PROBLEM STATEMENT
Repeat all the data that appears below, keeping it exact.

Saved data entries
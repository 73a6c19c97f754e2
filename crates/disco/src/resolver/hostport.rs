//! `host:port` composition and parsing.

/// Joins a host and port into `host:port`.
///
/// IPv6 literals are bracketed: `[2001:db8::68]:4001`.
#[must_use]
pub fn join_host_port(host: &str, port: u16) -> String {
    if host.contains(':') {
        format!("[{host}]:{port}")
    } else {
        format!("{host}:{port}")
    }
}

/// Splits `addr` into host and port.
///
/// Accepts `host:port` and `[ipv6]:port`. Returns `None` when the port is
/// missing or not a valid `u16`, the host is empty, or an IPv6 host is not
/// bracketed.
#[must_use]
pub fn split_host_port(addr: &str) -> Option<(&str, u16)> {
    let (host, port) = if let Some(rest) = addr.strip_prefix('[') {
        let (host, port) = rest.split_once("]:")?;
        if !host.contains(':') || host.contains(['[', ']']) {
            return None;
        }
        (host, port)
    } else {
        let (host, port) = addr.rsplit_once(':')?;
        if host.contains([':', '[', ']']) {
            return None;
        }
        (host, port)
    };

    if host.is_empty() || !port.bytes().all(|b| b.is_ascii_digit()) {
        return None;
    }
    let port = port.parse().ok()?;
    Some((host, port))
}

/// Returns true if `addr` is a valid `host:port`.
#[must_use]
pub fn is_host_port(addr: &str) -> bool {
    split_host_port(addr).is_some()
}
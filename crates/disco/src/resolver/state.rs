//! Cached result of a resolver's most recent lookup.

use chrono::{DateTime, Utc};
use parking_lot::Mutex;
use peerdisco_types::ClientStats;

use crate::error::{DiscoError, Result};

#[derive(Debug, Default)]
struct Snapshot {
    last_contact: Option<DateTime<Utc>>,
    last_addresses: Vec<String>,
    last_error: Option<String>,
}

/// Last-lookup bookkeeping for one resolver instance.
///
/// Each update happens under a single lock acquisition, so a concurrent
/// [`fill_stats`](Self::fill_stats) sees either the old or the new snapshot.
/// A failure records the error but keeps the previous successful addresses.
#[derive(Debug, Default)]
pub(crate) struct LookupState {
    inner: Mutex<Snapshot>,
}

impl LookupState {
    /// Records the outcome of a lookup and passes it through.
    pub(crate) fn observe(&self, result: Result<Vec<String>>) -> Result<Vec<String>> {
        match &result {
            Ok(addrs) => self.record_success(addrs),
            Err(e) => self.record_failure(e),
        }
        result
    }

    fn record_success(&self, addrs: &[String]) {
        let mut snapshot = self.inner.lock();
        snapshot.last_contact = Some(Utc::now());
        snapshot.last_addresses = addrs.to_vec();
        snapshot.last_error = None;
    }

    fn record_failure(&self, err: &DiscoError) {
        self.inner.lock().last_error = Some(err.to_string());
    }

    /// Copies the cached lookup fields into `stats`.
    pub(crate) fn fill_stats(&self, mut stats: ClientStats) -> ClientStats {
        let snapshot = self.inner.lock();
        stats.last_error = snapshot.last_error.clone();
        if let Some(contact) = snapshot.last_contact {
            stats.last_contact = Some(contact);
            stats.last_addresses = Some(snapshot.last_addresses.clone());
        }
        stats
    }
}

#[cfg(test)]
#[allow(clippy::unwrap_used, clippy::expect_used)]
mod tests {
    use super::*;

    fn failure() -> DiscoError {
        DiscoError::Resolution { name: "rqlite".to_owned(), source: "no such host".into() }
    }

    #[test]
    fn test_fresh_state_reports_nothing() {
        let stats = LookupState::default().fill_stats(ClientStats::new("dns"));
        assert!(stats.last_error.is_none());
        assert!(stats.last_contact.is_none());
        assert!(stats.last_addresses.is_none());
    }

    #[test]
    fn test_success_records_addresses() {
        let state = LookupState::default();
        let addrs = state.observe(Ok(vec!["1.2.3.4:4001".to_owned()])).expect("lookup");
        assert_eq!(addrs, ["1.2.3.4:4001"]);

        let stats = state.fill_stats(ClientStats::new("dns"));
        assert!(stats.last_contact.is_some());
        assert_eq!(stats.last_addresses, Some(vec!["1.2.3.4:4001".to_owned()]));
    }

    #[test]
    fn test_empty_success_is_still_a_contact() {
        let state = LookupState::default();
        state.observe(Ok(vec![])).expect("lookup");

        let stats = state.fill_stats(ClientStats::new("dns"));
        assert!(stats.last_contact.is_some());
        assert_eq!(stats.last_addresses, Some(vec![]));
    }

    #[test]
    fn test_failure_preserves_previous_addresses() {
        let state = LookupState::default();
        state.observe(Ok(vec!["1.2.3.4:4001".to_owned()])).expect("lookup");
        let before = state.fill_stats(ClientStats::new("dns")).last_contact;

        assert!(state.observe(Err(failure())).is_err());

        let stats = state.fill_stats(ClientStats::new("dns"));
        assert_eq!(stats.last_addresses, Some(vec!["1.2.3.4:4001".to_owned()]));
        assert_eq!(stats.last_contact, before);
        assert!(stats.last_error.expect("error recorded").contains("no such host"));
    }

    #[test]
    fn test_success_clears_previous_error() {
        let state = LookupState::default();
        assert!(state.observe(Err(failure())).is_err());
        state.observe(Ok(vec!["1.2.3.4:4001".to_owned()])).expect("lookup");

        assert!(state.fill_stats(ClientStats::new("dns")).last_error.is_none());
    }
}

RESPONSE BELOW
repository 73a6c19c97f754e2
filename crates/disco/src/resolver/hostport.rs
//! `host:port` composition and parsing.

/// Joins a host and port into `host:port`.
///
/// IPv6 literals are bracketed: `[2001:db8::68]:4001`.
#[must_use]
pub fn join_host_port(host: &str, port: u16) -> String {
    if host.contains(':') {
        format!("[{host}]:{port}")
    } else {
        format!("{host}:{port}")
    }
}

/// Splits `addr` into host and port.
///
/// Accepts `host:port` and `[ipv6]:port`. Returns `None` when the port is
/// missing or not a valid `u16`, the host is empty, or an IPv6 host is not
/// bracketed.
#[must_use]
pub fn split_host_port(addr: &str) -> Option<(&str, u16)> {
    let (host, port) = if let Some(rest) = addr.strip_prefix('[') {
        let (host, port) = rest.split_once("]:")?;
        if !host.contains(':') || host.contains(['[', ']']) {
            return None;
        }
        (host, port)
    } else {
        let (host, port) = addr.rsplit_once(':')?;
        if host.contains([':', '[', ']']) {
            return None;
        }
        (host, port)
    };

    if host.is_empty() || !port.bytes().all(|b| b.is_ascii_digit()) {
        return None;
    }
    let port = port.parse().ok()?;
    Some((host, port))
}

/// Returns true if `addr` is a valid `host:port`.
#[must_use]
pub fn is_host_port(addr: &str) -> bool {
    split_host_port(addr).is_some()
}
filename crates/disco/src/resolver/state.rs
//! Cached result of a resolver's most recent lookup.

use chrono::{DateTime, Utc};
use parking_lot::Mutex;
use peerdisco_types::ClientStats;

use crate::error::{DiscoError, Result};

#[derive(Debug, Default)]
struct Snapshot {
    last_contact: Option<DateTime<Utc>>,
    last_addresses: Vec<String>,
    last_error: Option<String>,
}

/// Last-lookup bookkeeping for one resolver instance.
///
/// Each update happens under a single lock acquisition, so a concurrent
/// [`fill_stats`](Self::fill_stats) sees either the old or the new snapshot.
/// A failure records the error but keeps the previous successful addresses.
#[derive(Debug, Default)]
pub(crate) struct LookupState {
    inner: Mutex<Snapshot>,
}

impl LookupState {
    /// Records the outcome of a lookup and passes it through.
    pub(crate) fn observe(&self, result: Result<Vec<String>>) -> Result<Vec<String>> {
        match &result {
            Ok(addrs) => self.record_success(addrs),
            Err(e) => self.record_failure(e),
        }
        result
    }

    fn record_success(&self, addrs: &[String]) {
        let mut snapshot = self.inner.lock();
        snapshot.last_contact = Some(Utc::now());
        snapshot.last_addresses = addrs.to_vec();
        snapshot.last_error = None;
    }

    fn record_failure(&self, err: &DiscoError) {
        self.inner.lock().last_error = Some(err.to_string());
    }

    /// Copies the cached lookup fields into `stats`.
    pub(crate) fn fill_stats(&self, mut stats: ClientStats) -> ClientStats {
        let snapshot = self.inner.lock();
        stats.last_error = snapshot.last_error.clone();
        if let Some(contact) = snapshot.last_contact {
            stats.last_contact = Some(contact);
            stats.last_addresses = Some(snapshot.last_addresses.clone());
        }
        stats
    }
}

#[cfg(test)]
#[allow(clippy::unwrap_used, clippy::expect_used)]
mod tests {
    use super::*;

    fn failure() -> DiscoError {
        DiscoError::Resolution { name: "rqlite".to_owned(), source: "no such host".into() }
    }

    #[test]
    fn test_fresh_state_reports_nothing() {
        let stats = LookupState::default().fill_stats(ClientStats::new("dns"));
        assert!(stats.last_error.is_none());
        assert!(stats.last_contact.is_none());
        assert!(stats.last_addresses.is_none());
    }

    #[test]
    fn test_success_records_addresses() {
        let state = LookupState::default();
        let addrs = state.observe(Ok(vec!["1.2.3.4:4001".to_owned()])).expect("lookup");
        assert_eq!(addrs, ["1.2.3.4:4001"]);

        let stats = state.fill_stats(ClientStats::new("dns"));
        assert!(stats.last_contact.is_some());
        assert_eq!(stats.last_addresses, Some(vec!["1.2.3.4:4001".to_owned()]));
    }

    #[test]
    fn test_empty_success_is_still_a_contact() {
        let state = LookupState::default();
        state.observe(Ok(vec![])).expect("lookup");

        let stats = state.fill_stats(ClientStats::new("dns"));
        assert!(stats.last_contact.is_some());
        assert_eq!(stats.last_addresses, Some(vec![]));
    }

    #[test]
    fn test_failure_preserves_previous_addresses() {
        let state = LookupState::default();
        state.observe(Ok(vec!["1.2.3.4:4001".to_owned()])).expect("lookup");
        let before = state.fill_stats(ClientStats::new("dns")).last_contact;

        assert!(state.observe(Err(failure())).is_err());

        let stats = state.fill_stats(ClientStats::new("dns"));
        assert_eq!(stats.last_addresses, Some(vec!["1.2.3.4:4001".to_owned()]));
        assert_eq!(stats.last_contact, before);
        assert!(stats.last_error.expect("error recorded").contains("no such host"));
    }

    #[test]
    fn test_success_clears_previous_error() {
        let state = LookupState::default();
        assert!(state.observe(Err(failure())).is_err());
        state.observe(Ok(vec!["1.2.3.4:4001".to_owned()])).expect("lookup");

        assert!(state.fill_stats(ClientStats::new("dns")).last_error.is_none());
    }
}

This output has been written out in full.